(Stored data entries)
# # # # # # #
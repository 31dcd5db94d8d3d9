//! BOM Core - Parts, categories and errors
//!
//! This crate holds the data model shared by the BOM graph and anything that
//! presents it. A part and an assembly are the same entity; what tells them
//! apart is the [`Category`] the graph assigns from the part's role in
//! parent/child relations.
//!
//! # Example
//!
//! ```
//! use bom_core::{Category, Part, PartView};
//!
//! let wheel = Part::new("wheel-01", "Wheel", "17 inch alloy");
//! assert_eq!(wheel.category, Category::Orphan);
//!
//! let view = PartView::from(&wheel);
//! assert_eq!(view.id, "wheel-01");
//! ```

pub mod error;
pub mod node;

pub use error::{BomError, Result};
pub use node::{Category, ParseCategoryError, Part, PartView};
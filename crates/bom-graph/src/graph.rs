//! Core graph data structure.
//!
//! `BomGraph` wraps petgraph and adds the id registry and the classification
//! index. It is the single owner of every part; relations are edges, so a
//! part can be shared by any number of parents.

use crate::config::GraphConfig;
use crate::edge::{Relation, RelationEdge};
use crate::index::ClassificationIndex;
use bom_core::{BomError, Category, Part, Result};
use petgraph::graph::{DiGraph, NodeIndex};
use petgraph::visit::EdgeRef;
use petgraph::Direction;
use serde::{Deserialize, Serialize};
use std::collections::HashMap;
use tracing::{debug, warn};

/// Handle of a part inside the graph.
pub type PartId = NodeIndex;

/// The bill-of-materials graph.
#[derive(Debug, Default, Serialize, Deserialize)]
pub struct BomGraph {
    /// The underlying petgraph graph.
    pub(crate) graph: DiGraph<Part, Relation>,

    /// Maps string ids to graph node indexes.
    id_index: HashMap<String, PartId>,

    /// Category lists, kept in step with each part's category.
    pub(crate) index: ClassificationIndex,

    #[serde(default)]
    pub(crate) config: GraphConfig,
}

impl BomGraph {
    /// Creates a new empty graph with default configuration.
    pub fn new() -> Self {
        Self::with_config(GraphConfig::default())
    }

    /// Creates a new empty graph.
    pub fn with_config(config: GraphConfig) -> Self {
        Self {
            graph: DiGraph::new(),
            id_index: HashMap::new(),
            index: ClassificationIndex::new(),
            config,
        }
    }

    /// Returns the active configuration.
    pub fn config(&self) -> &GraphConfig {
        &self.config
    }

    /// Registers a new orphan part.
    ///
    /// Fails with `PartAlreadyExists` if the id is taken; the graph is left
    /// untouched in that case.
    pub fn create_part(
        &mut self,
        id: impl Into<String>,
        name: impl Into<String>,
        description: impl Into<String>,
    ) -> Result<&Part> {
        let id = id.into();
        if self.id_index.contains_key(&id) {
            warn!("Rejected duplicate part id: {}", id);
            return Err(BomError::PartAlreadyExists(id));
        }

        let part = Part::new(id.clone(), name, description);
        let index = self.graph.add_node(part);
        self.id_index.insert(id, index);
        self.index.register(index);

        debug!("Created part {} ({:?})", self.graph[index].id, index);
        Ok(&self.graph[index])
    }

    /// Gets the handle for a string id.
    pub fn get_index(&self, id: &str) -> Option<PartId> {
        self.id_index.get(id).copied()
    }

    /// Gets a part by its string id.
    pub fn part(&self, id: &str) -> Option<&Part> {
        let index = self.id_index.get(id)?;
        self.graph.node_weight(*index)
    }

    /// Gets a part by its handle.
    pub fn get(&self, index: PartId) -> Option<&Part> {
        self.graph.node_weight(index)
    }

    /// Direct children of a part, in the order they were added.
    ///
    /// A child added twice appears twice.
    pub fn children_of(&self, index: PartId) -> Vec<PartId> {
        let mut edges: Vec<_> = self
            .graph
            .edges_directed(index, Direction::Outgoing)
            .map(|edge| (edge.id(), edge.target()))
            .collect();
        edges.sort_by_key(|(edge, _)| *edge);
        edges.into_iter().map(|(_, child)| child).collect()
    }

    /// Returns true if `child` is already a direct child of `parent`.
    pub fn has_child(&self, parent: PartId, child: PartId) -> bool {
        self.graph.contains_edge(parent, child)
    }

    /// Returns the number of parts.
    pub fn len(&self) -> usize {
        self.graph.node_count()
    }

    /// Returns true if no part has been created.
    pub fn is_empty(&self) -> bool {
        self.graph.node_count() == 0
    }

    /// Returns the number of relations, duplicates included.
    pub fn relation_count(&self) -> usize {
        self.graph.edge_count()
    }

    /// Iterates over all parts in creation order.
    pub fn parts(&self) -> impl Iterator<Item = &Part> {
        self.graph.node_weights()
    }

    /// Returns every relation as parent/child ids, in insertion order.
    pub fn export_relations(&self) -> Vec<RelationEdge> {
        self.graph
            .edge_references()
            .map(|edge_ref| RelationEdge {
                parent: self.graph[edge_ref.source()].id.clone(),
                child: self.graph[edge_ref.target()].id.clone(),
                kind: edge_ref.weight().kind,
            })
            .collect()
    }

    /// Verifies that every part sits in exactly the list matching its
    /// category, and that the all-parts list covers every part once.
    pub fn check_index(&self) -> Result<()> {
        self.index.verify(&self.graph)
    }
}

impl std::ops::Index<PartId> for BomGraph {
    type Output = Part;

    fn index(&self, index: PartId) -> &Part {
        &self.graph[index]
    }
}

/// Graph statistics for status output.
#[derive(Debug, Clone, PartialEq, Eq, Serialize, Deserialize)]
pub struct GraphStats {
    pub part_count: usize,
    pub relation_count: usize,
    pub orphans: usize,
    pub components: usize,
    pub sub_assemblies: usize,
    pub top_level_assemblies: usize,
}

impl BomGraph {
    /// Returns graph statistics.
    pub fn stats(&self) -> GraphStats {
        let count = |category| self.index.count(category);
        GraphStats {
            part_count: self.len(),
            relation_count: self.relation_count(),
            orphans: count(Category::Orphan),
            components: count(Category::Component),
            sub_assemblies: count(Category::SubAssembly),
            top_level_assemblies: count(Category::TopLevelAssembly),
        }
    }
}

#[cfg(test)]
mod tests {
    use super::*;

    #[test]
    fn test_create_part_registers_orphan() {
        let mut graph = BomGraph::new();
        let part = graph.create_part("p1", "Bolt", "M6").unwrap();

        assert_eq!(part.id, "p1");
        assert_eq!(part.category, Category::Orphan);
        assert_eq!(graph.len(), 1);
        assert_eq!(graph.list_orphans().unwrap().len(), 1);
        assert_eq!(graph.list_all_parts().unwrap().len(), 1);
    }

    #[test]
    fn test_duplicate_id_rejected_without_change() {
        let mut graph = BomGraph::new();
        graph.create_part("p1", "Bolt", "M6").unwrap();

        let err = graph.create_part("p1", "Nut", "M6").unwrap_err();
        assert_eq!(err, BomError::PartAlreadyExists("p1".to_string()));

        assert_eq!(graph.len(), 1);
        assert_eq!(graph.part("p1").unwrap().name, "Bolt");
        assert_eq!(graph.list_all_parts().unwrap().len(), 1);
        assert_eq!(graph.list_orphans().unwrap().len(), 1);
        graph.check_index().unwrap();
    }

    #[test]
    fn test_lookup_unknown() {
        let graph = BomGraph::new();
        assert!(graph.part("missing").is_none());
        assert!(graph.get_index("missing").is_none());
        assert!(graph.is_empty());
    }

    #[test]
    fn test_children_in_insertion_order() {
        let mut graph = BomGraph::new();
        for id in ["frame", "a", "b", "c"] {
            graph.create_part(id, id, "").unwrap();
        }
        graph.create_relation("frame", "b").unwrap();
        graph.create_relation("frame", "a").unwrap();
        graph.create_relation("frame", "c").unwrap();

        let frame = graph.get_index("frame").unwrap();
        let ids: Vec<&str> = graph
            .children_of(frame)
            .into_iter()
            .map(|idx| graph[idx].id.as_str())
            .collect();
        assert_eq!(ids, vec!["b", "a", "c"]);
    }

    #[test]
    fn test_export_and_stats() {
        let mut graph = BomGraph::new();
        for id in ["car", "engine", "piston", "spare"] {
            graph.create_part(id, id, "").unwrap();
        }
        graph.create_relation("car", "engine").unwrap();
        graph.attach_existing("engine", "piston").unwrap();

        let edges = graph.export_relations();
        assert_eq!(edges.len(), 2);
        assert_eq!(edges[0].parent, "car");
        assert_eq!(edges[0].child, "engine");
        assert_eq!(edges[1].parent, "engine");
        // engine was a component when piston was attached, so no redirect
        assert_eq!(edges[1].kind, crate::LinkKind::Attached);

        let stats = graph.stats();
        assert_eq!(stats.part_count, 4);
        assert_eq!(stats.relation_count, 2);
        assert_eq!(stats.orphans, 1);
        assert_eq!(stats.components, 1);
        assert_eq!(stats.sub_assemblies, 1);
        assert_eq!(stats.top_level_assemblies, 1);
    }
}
# # # # # # #
» Task directions
Each line that contains the string "shared" should be copied from the data above.

» Result below
//! This crate holds the data model shared by the BOM graph and anything that
//! part can be shared by any number of parents.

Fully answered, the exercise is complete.